(The task):
Return every entry exactly.

Dataset entries
################
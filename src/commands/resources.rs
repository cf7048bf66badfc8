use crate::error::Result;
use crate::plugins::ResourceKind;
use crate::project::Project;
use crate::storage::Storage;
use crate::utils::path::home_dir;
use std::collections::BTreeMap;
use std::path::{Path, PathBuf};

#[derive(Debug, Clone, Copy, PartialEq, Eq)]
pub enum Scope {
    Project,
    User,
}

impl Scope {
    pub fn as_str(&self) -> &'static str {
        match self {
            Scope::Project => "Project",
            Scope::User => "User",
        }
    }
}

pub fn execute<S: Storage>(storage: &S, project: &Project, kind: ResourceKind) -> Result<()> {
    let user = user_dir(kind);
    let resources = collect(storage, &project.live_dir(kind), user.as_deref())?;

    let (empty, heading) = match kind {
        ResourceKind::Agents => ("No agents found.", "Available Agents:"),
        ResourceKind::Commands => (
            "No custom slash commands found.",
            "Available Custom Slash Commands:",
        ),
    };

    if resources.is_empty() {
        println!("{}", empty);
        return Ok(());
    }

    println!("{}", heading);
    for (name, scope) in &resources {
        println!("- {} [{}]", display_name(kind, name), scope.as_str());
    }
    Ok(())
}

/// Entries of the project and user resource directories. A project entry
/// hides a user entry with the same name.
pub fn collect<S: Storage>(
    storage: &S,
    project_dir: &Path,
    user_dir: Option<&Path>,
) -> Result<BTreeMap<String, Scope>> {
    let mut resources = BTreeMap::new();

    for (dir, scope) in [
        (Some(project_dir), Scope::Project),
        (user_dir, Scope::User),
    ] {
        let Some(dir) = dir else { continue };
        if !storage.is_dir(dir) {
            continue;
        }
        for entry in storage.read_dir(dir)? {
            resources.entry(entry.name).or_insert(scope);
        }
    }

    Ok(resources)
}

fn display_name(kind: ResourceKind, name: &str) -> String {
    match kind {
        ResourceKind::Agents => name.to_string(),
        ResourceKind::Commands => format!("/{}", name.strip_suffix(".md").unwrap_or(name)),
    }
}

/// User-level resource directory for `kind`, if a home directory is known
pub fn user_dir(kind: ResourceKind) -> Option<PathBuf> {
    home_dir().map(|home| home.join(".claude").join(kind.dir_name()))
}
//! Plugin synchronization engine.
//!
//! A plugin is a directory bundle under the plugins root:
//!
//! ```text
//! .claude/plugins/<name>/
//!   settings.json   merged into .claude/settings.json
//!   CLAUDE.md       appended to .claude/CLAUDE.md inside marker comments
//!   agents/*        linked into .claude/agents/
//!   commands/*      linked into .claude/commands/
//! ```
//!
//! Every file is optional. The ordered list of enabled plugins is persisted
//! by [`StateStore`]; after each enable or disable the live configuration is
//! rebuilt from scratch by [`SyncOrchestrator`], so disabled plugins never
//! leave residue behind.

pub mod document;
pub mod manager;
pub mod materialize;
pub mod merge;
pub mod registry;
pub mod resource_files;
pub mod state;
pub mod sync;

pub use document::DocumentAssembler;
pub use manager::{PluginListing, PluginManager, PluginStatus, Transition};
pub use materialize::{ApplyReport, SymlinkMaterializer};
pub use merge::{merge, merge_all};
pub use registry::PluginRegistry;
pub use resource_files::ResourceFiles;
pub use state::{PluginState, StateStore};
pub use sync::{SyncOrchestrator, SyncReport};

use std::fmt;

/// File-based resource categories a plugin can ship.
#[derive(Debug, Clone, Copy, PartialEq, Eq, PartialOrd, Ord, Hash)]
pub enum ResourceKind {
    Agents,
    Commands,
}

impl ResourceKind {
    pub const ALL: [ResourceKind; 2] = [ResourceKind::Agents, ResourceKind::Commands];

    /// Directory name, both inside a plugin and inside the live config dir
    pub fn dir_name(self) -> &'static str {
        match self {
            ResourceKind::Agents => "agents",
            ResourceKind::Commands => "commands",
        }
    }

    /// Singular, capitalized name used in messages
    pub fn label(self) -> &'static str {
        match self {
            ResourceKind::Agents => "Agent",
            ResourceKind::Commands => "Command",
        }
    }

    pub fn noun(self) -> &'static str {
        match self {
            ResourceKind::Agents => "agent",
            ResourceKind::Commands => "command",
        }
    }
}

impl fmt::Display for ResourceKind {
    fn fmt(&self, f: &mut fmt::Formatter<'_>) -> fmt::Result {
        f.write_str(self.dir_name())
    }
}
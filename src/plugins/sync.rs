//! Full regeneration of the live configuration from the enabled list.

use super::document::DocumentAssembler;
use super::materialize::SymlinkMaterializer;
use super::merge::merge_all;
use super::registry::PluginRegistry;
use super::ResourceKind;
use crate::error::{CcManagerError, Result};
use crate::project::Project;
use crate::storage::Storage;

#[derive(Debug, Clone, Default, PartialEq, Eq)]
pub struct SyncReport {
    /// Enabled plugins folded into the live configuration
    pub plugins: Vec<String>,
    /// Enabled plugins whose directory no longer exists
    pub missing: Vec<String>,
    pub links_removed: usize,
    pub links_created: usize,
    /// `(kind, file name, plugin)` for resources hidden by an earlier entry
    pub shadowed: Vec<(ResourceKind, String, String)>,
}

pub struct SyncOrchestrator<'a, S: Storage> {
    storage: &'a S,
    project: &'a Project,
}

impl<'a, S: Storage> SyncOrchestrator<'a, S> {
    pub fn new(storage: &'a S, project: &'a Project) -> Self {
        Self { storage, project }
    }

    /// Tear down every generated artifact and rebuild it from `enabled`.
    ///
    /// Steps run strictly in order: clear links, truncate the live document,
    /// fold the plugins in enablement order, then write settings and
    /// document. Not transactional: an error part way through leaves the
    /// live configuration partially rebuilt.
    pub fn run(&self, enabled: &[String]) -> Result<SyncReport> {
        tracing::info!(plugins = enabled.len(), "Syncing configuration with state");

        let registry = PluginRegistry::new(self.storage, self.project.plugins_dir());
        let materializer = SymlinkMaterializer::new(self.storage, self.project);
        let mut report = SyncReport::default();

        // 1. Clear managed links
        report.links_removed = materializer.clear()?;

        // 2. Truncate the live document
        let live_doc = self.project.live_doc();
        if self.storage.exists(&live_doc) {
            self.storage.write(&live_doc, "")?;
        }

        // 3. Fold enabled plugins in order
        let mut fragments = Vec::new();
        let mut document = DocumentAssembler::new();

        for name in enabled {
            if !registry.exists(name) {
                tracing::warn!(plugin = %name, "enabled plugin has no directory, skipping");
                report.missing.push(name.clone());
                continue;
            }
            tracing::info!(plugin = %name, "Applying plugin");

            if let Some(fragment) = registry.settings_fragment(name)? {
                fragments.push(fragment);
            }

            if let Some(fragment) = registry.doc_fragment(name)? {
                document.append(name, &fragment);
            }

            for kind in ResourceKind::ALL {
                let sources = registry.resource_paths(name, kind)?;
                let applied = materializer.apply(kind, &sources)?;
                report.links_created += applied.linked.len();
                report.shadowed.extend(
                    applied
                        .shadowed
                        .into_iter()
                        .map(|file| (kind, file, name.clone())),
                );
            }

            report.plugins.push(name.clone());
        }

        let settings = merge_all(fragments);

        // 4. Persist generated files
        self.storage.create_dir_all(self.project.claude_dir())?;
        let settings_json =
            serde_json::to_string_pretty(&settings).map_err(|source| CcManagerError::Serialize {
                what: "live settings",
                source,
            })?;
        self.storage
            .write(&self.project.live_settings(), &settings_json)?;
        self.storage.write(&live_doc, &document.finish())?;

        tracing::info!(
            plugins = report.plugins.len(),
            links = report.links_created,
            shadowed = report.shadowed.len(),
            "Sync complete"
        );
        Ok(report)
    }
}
################
(Reply to the task):
filename src/commands/resources.rs
repository cf7048bf66badfc8
use crate::error::Result;
use crate::plugins::ResourceKind;
use crate::project::Project;
use crate::storage::Storage;
use crate::utils::path::home_dir;
use std::collections::BTreeMap;
use std::path::{Path, PathBuf};

#[derive(Debug, Clone, Copy, PartialEq, Eq)]
pub enum Scope {
    Project,
    User,
}

impl Scope {
    pub fn as_str(&self) -> &'static str {
        match self {
            Scope::Project => "Project",
            Scope::User => "User",
        }
    }
}

pub fn execute<S: Storage>(storage: &S, project: &Project, kind: ResourceKind) -> Result<()> {
    let user = user_dir(kind);
    let resources = collect(storage, &project.live_dir(kind), user.as_deref())?;

    let (empty, heading) = match kind {
        ResourceKind::Agents => ("No agents found.", "Available Agents:"),
        ResourceKind::Commands => (
            "No custom slash commands found.",
            "Available Custom Slash Commands:",
        ),
    };

    if resources.is_empty() {
        println!("{}", empty);
        return Ok(());
    }

    println!("{}", heading);
    for (name, scope) in &resources {
        println!("- {} [{}]", display_name(kind, name), scope.as_str());
    }
    Ok(())
}

/// Entries of the project and user resource directories. A project entry
/// hides a user entry with the same name.
pub fn collect<S: Storage>(
    storage: &S,
    project_dir: &Path,
    user_dir: Option<&Path>,
) -> Result<BTreeMap<String, Scope>> {
    let mut resources = BTreeMap::new();

    for (dir, scope) in [
        (Some(project_dir), Scope::Project),
        (user_dir, Scope::User),
    ] {
        let Some(dir) = dir else { continue };
        if !storage.is_dir(dir) {
            continue;
        }
        for entry in storage.read_dir(dir)? {
            resources.entry(entry.name).or_insert(scope);
        }
    }

    Ok(resources)
}

fn display_name(kind: ResourceKind, name: &str) -> String {
    match kind {
        ResourceKind::Agents => name.to_string(),
        ResourceKind::Commands => format!("/{}", name.strip_suffix(".md").unwrap_or(name)),
    }
}

/// User-level resource directory for `kind`, if a home directory is known
pub fn user_dir(kind: ResourceKind) -> Option<PathBuf> {
    home_dir().map(|home| home.join(".claude").join(kind.dir_name()))
}
//! Plugin synchronization engine.
//!
//! A plugin is a directory bundle under the plugins root:
//!
//! ```text
//! .claude/plugins/<name>/
//!   settings.json   merged into .claude/settings.json
//!   CLAUDE.md       appended to .claude/CLAUDE.md inside marker comments
//!   agents/*        linked into .claude/agents/
//!   commands/*      linked into .claude/commands/
//! ```
//!
//! Every file is optional. The ordered list of enabled plugins is persisted
//! by [`StateStore`]; after each enable or disable the live configuration is
//! rebuilt from scratch by [`SyncOrchestrator`], so disabled plugins never
//! leave residue behind.

pub mod document;
pub mod manager;
pub mod materialize;
pub mod merge;
pub mod registry;
pub mod resource_files;
pub mod state;
pub mod sync;

pub use document::DocumentAssembler;
pub use manager::{PluginListing, PluginManager, PluginStatus, Transition};
pub use materialize::{ApplyReport, SymlinkMaterializer};
pub use merge::{merge, merge_all};
pub use registry::PluginRegistry;
pub use resource_files::ResourceFiles;
pub use state::{PluginState, StateStore};
pub use sync::{SyncOrchestrator, SyncReport};

use std::fmt;

/// File-based resource categories a plugin can ship.
#[derive(Debug, Clone, Copy, PartialEq, Eq, PartialOrd, Ord, Hash)]
pub enum ResourceKind {
    Agents,
    Commands,
}

impl ResourceKind {
    pub const ALL: [ResourceKind; 2] = [ResourceKind::Agents, ResourceKind::Commands];

    /// Directory name, both inside a plugin and inside the live config dir
    pub fn dir_name(self) -> &'static str {
        match self {
            ResourceKind::Agents => "agents",
            ResourceKind::Commands => "commands",
        }
    }

    /// Singular, capitalized name used in messages
    pub fn label(self) -> &'static str {
        match self {
            ResourceKind::Agents => "Agent",
            ResourceKind::Commands => "Command",
        }
    }

    pub fn noun(self) -> &'static str {
        match self {
            ResourceKind::Agents => "agent",
            ResourceKind::Commands => "command",
        }
    }
}

impl fmt::Display for ResourceKind {
    fn fmt(&self, f: &mut fmt::Formatter<'_>) -> fmt::Result {
        f.write_str(self.dir_name())
    }
}
filename src/plugins/sync.rs
//! Full regeneration of the live configuration from the enabled list.

use super::document::DocumentAssembler;
use super::materialize::SymlinkMaterializer;
use super::merge::merge_all;
use super::registry::PluginRegistry;
use super::ResourceKind;
use crate::error::{CcManagerError, Result};
use crate::project::Project;
use crate::storage::Storage;

#[derive(Debug, Clone, Default, PartialEq, Eq)]
pub struct SyncReport {
    /// Enabled plugins folded into the live configuration
    pub plugins: Vec<String>,
    /// Enabled plugins whose directory no longer exists
    pub missing: Vec<String>,
    pub links_removed: usize,
    pub links_created: usize,
    /// `(kind, file name, plugin)` for resources hidden by an earlier entry
    pub shadowed: Vec<(ResourceKind, String, String)>,
}

pub struct SyncOrchestrator<'a, S: Storage> {
    storage: &'a S,
    project: &'a Project,
}

impl<'a, S: Storage> SyncOrchestrator<'a, S> {
    pub fn new(storage: &'a S, project: &'a Project) -> Self {
        Self { storage, project }
    }

    /// Tear down every generated artifact and rebuild it from `enabled`.
    ///
    /// Steps run strictly in order: clear links, truncate the live document,
    /// fold the plugins in enablement order, then write settings and
    /// document. Not transactional: an error part way through leaves the
    /// live configuration partially rebuilt.
    pub fn run(&self, enabled: &[String]) -> Result<SyncReport> {
        tracing::info!(plugins = enabled.len(), "Syncing configuration with state");

        let registry = PluginRegistry::new(self.storage, self.project.plugins_dir());
        let materializer = SymlinkMaterializer::new(self.storage, self.project);
        let mut report = SyncReport::default();

        // 1. Clear managed links
        report.links_removed = materializer.clear()?;

        // 2. Truncate the live document
        let live_doc = self.project.live_doc();
        if self.storage.exists(&live_doc) {
            self.storage.write(&live_doc, "")?;
        }

        // 3. Fold enabled plugins in order
        let mut fragments = Vec::new();
        let mut document = DocumentAssembler::new();

        for name in enabled {
            if !registry.exists(name) {
                tracing::warn!(plugin = %name, "enabled plugin has no directory, skipping");
                report.missing.push(name.clone());
                continue;
            }
            tracing::info!(plugin = %name, "Applying plugin");

            if let Some(fragment) = registry.settings_fragment(name)? {
                fragments.push(fragment);
            }

            if let Some(fragment) = registry.doc_fragment(name)? {
                document.append(name, &fragment);
            }

            for kind in ResourceKind::ALL {
                let sources = registry.resource_paths(name, kind)?;
                let applied = materializer.apply(kind, &sources)?;
                report.links_created += applied.linked.len();
                report.shadowed.extend(
                    applied
                        .shadowed
                        .into_iter()
                        .map(|file| (kind, file, name.clone())),
                );
            }

            report.plugins.push(name.clone());
        }

        let settings = merge_all(fragments);

        // 4. Persist generated files
        self.storage.create_dir_all(self.project.claude_dir())?;
        let settings_json =
            serde_json::to_string_pretty(&settings).map_err(|source| CcManagerError::Serialize {
                what: "live settings",
                source,
            })?;
        self.storage
            .write(&self.project.live_settings(), &settings_json)?;
        self.storage.write(&live_doc, &document.finish())?;

        tracing::info!(
            plugins = report.plugins.len(),
            links = report.links_created,
            shadowed = report.shadowed.len(),
            "Sync complete"
        );
        Ok(report)
    }
}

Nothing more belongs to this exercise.